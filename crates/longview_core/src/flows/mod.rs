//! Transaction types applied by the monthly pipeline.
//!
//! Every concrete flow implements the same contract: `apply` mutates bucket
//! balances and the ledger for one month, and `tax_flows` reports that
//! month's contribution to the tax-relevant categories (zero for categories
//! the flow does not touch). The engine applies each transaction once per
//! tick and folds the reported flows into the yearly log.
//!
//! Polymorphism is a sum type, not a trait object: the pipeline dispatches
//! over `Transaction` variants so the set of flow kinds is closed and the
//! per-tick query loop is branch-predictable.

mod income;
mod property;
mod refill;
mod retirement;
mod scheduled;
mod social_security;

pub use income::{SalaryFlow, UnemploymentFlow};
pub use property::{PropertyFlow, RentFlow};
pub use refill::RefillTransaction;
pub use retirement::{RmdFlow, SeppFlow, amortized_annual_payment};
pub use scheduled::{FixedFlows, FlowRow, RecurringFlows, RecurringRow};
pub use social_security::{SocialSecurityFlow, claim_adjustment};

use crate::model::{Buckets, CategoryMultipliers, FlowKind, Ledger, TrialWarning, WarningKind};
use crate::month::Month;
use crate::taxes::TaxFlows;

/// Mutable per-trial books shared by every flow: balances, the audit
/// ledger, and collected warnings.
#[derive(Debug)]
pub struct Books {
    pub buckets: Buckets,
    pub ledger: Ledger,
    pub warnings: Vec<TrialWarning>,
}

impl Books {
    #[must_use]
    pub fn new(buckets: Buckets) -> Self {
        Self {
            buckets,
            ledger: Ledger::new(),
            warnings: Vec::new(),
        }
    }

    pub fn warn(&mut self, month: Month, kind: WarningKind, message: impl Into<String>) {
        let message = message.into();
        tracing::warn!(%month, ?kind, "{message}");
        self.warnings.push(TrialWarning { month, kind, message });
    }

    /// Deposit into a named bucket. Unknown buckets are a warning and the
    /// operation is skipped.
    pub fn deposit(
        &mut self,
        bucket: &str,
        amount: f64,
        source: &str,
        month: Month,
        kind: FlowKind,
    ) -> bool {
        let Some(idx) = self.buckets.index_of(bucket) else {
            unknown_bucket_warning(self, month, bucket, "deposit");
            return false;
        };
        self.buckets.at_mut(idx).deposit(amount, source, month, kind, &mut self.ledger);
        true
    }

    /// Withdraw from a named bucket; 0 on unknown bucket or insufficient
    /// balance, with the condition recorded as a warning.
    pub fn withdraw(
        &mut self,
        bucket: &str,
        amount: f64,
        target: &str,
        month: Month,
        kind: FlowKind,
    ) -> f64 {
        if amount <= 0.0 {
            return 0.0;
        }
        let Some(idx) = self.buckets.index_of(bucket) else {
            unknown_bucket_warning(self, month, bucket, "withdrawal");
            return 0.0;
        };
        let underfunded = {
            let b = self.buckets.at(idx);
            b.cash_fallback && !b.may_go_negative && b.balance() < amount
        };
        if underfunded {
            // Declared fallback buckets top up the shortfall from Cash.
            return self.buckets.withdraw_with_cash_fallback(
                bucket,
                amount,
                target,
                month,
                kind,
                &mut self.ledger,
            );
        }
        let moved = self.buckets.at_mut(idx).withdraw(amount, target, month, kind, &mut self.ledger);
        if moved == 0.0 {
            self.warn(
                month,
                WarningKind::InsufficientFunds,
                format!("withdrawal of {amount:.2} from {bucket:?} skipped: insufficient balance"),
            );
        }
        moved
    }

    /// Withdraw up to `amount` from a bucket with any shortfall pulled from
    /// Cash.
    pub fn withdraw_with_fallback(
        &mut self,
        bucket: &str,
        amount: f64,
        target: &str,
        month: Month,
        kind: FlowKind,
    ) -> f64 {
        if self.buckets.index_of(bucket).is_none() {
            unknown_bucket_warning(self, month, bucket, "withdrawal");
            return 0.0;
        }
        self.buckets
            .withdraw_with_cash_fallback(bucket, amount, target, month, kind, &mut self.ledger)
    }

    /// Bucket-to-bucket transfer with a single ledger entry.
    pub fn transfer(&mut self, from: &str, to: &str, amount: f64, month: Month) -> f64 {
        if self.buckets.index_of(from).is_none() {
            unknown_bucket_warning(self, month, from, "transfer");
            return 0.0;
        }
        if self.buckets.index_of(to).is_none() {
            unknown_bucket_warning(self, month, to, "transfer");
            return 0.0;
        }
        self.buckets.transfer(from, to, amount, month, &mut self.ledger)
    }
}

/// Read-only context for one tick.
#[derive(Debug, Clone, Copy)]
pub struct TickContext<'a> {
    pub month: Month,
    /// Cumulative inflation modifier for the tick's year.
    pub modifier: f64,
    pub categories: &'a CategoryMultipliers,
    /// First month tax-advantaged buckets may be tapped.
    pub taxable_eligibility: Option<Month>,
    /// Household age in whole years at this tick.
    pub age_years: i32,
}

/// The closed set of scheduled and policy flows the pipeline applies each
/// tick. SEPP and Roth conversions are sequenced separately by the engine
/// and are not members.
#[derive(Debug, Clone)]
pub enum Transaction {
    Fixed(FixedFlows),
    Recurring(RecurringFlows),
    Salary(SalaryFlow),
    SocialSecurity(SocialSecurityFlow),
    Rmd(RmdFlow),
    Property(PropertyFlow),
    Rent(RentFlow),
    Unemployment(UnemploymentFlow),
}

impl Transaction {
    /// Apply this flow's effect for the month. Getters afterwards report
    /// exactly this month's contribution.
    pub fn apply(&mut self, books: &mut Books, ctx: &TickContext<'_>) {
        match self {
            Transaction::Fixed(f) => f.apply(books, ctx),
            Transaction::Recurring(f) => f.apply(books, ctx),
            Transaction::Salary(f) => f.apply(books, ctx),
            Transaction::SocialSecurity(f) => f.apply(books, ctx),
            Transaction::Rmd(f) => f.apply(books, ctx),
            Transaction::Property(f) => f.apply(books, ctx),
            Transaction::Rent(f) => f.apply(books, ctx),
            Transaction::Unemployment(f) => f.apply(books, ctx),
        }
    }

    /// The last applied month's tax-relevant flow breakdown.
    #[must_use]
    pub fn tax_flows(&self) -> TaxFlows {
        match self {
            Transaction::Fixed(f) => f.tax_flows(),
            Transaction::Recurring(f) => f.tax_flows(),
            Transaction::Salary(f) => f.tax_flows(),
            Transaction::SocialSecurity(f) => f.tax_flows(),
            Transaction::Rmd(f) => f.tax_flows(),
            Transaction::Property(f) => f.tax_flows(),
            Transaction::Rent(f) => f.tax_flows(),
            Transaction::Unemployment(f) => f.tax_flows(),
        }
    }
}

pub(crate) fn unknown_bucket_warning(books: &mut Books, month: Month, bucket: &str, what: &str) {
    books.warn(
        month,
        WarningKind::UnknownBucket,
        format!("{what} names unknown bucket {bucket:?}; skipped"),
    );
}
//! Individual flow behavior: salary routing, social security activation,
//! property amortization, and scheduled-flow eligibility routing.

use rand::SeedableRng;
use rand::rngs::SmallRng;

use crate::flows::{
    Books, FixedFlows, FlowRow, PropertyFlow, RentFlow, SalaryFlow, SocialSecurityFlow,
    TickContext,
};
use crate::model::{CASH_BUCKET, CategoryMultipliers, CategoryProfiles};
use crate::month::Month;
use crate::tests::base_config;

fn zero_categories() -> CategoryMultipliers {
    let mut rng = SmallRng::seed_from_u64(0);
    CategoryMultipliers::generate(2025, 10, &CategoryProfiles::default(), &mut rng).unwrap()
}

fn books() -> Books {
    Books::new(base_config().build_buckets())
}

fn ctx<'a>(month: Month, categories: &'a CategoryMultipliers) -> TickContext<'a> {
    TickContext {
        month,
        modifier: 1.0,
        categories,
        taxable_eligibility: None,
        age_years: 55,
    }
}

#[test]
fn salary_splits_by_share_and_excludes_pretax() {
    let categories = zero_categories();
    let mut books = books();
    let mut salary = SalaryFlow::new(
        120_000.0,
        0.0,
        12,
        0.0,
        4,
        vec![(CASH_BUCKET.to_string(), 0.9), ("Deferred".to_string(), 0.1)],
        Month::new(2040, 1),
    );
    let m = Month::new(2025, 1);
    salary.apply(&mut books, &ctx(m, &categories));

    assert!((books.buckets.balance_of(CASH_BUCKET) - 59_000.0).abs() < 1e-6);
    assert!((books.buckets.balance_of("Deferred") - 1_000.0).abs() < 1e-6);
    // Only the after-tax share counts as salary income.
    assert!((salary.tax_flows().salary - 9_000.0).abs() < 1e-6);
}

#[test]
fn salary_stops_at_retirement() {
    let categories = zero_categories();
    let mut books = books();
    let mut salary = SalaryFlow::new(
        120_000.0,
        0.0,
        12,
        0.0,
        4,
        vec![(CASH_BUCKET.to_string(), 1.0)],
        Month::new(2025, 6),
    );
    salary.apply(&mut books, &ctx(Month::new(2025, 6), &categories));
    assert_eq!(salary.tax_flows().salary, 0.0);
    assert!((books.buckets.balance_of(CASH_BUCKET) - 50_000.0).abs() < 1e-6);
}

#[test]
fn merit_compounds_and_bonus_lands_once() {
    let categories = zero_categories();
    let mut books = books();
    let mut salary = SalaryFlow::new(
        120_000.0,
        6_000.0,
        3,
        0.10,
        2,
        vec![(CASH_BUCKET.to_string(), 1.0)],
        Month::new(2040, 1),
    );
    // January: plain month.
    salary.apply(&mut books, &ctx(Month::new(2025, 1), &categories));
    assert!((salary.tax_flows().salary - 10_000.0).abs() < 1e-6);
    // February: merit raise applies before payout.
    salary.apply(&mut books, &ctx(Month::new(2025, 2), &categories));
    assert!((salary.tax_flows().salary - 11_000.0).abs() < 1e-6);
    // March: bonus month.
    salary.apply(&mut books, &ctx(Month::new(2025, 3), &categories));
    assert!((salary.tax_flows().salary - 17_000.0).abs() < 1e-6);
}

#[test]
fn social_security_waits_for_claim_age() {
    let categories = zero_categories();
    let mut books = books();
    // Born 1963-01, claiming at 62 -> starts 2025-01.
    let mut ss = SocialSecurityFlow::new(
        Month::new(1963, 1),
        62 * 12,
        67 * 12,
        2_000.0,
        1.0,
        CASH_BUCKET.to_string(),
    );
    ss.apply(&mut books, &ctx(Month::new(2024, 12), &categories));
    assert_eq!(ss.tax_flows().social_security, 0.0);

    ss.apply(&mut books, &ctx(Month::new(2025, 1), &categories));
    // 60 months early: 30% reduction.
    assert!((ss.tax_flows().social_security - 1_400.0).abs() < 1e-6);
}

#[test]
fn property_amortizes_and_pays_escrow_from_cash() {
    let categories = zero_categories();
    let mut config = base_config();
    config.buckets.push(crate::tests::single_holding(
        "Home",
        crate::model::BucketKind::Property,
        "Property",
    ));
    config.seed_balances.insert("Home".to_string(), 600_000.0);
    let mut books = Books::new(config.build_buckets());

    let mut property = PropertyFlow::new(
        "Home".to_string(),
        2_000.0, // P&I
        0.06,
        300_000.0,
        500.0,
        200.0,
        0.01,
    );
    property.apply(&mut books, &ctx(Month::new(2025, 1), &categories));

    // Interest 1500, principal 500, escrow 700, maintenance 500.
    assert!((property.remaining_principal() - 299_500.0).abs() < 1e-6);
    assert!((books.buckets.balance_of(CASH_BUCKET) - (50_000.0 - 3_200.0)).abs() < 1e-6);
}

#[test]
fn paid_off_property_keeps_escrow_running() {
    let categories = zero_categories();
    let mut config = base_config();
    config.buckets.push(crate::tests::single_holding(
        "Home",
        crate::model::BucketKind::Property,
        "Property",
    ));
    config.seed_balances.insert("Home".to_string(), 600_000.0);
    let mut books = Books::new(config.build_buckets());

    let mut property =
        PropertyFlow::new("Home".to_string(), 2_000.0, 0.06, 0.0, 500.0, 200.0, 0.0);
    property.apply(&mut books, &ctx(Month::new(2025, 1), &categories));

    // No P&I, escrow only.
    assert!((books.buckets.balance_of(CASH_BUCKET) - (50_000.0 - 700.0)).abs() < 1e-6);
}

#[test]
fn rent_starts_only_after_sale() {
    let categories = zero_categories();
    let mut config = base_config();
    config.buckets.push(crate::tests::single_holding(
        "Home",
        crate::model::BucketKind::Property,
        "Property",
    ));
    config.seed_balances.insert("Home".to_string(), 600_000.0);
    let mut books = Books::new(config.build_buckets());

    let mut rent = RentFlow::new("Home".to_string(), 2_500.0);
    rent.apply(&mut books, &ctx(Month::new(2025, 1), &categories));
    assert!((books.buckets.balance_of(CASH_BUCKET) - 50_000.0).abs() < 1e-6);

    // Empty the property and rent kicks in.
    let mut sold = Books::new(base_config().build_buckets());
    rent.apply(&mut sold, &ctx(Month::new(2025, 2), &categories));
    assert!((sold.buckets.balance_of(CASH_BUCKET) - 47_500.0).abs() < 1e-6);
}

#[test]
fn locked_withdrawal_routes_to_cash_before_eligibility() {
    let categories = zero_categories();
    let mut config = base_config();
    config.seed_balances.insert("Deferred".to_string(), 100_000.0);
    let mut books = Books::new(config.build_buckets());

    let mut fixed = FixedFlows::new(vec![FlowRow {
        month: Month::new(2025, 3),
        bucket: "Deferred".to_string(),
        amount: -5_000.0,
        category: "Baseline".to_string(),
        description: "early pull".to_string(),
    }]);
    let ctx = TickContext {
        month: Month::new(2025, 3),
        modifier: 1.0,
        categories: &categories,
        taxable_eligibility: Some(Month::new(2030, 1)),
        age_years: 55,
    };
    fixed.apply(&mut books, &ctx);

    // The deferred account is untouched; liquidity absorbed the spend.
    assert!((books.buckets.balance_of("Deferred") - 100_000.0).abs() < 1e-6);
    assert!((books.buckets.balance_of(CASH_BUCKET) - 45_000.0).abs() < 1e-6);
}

■ ■ ■ ■ ■

▶ **Work order**
Take the lines above from the first through the one containing "transaction once per" and reproduce them exactly; include nothing else.

▶ **Expected answer**
filename crates/longview_core/src/flows/mod.rs
//! Transaction types applied by the monthly pipeline.
//!
//! Every concrete flow implements the same contract: `apply` mutates bucket
//! balances and the ledger for one month, and `tax_flows` reports that
//! month's contribution to the tax-relevant categories (zero for categories
//! the flow does not touch). The engine applies each transaction once per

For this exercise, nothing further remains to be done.